Cluster 4 (Teal) - Lower-left quadrant, grouping Globalist, Data Science/AI, and Innovation, a pro-technology, international-minded progressive coalition.
Cluster 10 (Purple) - Upper-right, showing Protectionist and Nationalist positions, an economically nationalist, sovereignty-focused bloc.
Cluster 9 (Light Purple) - Center-right, containing Moderate, Free Markets, Business, Fiscally Responsible, and Big Tech Collaboration positions, a business-friendly, moderate conservative coalition.
While this example specifically illustrates political affiliations, these same analytical techniques can be applied across various contexts to identify patterns of similarity and difference between demographic groups, communication channels, and stakeholder communities.
Reverse Engineer Engagement
Through systematic analysis of engagement metrics (views, retweets, likes, and interactions), we can identify patterns that correlate with specific content characteristics. By examining these metrics against topical trends, political affiliations, and psychological factors like framing effects, we develop predictive models for audience engagement. This analytical approach allows us to reverse-engineer successful engagement strategies for any demographic that drive meaningful communications.
Statistically Analysis and Correlation of Modeled Political Ideologies
In this specific case, our synth models shows that positions on regulation and socialism serve as the strongest predictors of political orientation. These indicators outperform other variables in forecasting policy preferences and provide a reliable framework for understanding political positioning across the spectrum.
The Future of Communication & Marketing
As digital communication becomes increasingly sophisticated and audience attention more fragmented, the ability to precisely predict and optimize message performance will separate market leaders from followers. SynthLens represents this evolution, enabling organizations to identify emerging trends through real-time behavioral pattern analysis, reduce campaign risk through comprehensive pre-launch testing, and accelerate innovation cycles with rapid iteration capabilities.
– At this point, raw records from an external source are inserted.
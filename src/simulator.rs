//! Logit share simulation for hypothetical products.
//!
//! A product's total utility is the sum of the part-worths of the levels it
//! specifies; unspecified attributes contribute nothing. A product that
//! specifies no attribute at all is a blank placeholder and is left out of
//! both the numerator and the denominator. The outside good, when
//! included, competes with the active products on its own utility.

use std::collections::{BTreeMap, HashMap};

use rayon::prelude::*;
use serde::{Deserialize, Serialize};

use crate::error::{ConjointError, Result};
use crate::utilities::UtilityTable;

/// A hypothetical product: attribute → level, possibly partial or empty.
#[derive(Clone, Debug, Default, PartialEq, Eq, Serialize, Deserialize)]
pub struct ProductConfiguration {
    pub id: String,
    #[serde(default)]
    pub levels: BTreeMap<String, String>,
}

impl ProductConfiguration {
    pub fn new(id: impl Into<String>) -> Self {
        Self {
            id: id.into(),
            levels: BTreeMap::new(),
        }
    }

    pub fn level(mut self, attribute: impl Into<String>, level: impl Into<String>) -> Self {
        self.levels.insert(attribute.into(), level.into());
        self
    }

    /// No attribute assigned at all.
    pub fn is_blank(&self) -> bool {
        self.levels.is_empty()
    }
}

/// Simulated share of one product.
#[derive(Clone, Debug, PartialEq, Serialize)]
pub struct ProductShare {
    pub configuration_id: String,
    pub share_percent: f64,
    /// Total utility; `None` for blank products.
    pub utility: Option<f64>,
    /// Blank products are inactive and always receive zero share.
    pub active: bool,
}

/// Shares for one scenario. Active shares plus the None share sum to 100.
#[derive(Clone, Debug, PartialEq, Serialize)]
pub struct MarketShareResult {
    pub shares: Vec<ProductShare>,
    pub none_share_percent: Option<f64>,
}

impl MarketShareResult {
    pub fn share_of(&self, configuration_id: &str) -> Option<f64> {
        self.shares
            .iter()
            .find(|share| share.configuration_id == configuration_id)
            .map(|share| share.share_percent)
    }

    /// Sum over active products and the None alternative.
    pub fn total_percent(&self) -> f64 {
        self.shares
            .iter()
            .filter(|share| share.active)
            .map(|share| share.share_percent)
            .sum::<f64>()
            + self.none_share_percent.unwrap_or(0.0)
    }
}

/// One point of a level sweep.
#[derive(Clone, Debug, PartialEq, Serialize)]
pub struct SensitivityPoint {
    pub level: String,
    pub share_percent: f64,
}

/// Share simulator bound to one set of fitted utilities. It never mutates
/// them and is safe to share across threads.
#[derive(Clone, Debug)]
pub struct MarketSimulator {
    /// Attribute → (level → utility), with attribute level orders kept for sweeps.
    utilities: HashMap<String, HashMap<String, f64>>,
    levels: HashMap<String, Vec<String>>,
    none_utility: Option<f64>,
}

impl MarketSimulator {
    /// Builds a simulator from a utilities table. The estimated None utility,
    /// if any, becomes the outside-good utility.
    pub fn new(table: &UtilityTable) -> Self {
        let mut utilities: HashMap<String, HashMap<String, f64>> = HashMap::new();
        let mut levels: HashMap<String, Vec<String>> = HashMap::new();
        for utility in table.utilities() {
            utilities
                .entry(utility.attribute.clone())
                .or_default()
                .insert(utility.level.clone(), utility.utility);
            levels
                .entry(utility.attribute.clone())
                .or_default()
                .push(utility.level.clone());
        }
        Self {
            utilities,
            levels,
            none_utility: table.none_utility().map(|none| none.utility),
        }
    }

    /// Overrides the outside-good utility.
    pub fn with_none_utility(mut self, utility: f64) -> Self {
        self.none_utility = Some(utility);
        self
    }

    pub fn none_utility(&self) -> Option<f64> {
        self.none_utility
    }

    /// Total utility of `product`, or `None` for a blank product.
    pub fn total_utility(
        &self,
        product: &ProductConfiguration,
        configuration: usize,
    ) -> Result<Option<f64>> {
        if product.is_blank() {
            return Ok(None);
        }
        let mut total = 0.0_f64;
        for (attribute, level) in &product.levels {
            let levels = self.utilities.get(attribute).ok_or_else(|| {
                ConjointError::UnknownAttribute {
                    attribute: attribute.clone(),
                    configuration,
                }
            })?;
            let utility = levels.get(level).ok_or_else(|| ConjointError::UnknownLevel {
                attribute: attribute.clone(),
                level: level.clone(),
                configuration,
            })?;
            total += *utility;
        }
        Ok(Some(total))
    }

    /// Logit shares for one scenario, in percent.
    pub fn simulate(
        &self,
        products: &[ProductConfiguration],
        include_none: bool,
    ) -> Result<MarketShareResult> {
        let none = if include_none {
            Some(self.none_utility.ok_or_else(|| {
                ConjointError::invalid_setting(
                    "none_label",
                    "no outside-good utility was estimated or supplied",
                )
            })?)
        } else {
            None
        };

        let totals = products
            .iter()
            .enumerate()
            .map(|(index, product)| self.total_utility(product, index))
            .collect::<Result<Vec<_>>>()?;

        let max = totals
            .iter()
            .flatten()
            .chain(none.iter())
            .copied()
            .fold(f64::NEG_INFINITY, f64::max);
        if max == f64::NEG_INFINITY {
            return Err(ConjointError::invalid_setting(
                "products",
                "at least one non-blank product or the None alternative is required",
            ));
        }

        let denominator: f64 = totals
            .iter()
            .flatten()
            .chain(none.iter())
            .map(|u| (u - max).exp())
            .sum();

        let shares = products
            .iter()
            .zip(&totals)
            .map(|(product, total)| ProductShare {
                configuration_id: product.id.clone(),
                share_percent: total.map_or(0.0, |u| 100.0 * (u - max).exp() / denominator),
                utility: *total,
                active: total.is_some(),
            })
            .collect();

        Ok(MarketShareResult {
            shares,
            none_share_percent: none.map(|u| 100.0 * (u - max).exp() / denominator),
        })
    }

    /// Runs many independent scenarios against the same utilities in parallel.
    pub fn simulate_batches(
        &self,
        scenarios: &[Vec<ProductConfiguration>],
        include_none: bool,
    ) -> Result<Vec<MarketShareResult>> {
        scenarios
            .par_iter()
            .map(|products| self.simulate(products, include_none))
            .collect()
    }

    /// Share of `products[product]` at every level of `attribute`, with the
    /// other products held fixed.
    pub fn sensitivity(
        &self,
        products: &[ProductConfiguration],
        product: usize,
        attribute: &str,
        include_none: bool,
    ) -> Result<Vec<SensitivityPoint>> {
        let target = products.get(product).ok_or_else(|| {
            ConjointError::dimension_mismatch("sensitivity product index", products.len(), product)
        })?;
        let levels = self
            .levels
            .get(attribute)
            .ok_or_else(|| ConjointError::UnknownAttribute {
                attribute: attribute.to_string(),
                configuration: product,
            })?;

        levels
            .par_iter()
            .map(|level| -> Result<SensitivityPoint> {
                let mut scenario = products.to_vec();
                scenario[product] = target.clone().level(attribute, level.clone());
                let result = self.simulate(&scenario, include_none)?;
                Ok(SensitivityPoint {
                    level: level.clone(),
                    share_percent: result.shares[product].share_percent,
                })
            })
            .collect()
    }
}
Organizations ready to transform their communication strategy through synthetic intelligence can begin with a strategic consultation to explore how SynthLens addresses their specific challenges. Whether optimizing political messaging, launching consumer products, or repositioning established brands, the platform provides the analytical foundation for confident decision-making in an increasingly complex communication landscape.
The question is no longer whether synthetic focus groups will replace traditional research methods, but how quickly organizations will adopt these capabilities to maintain competitive advantage in their markets. SynthLens provides that strategic advantage today, delivering the precision and speed required for effective communication in the modern marketplace.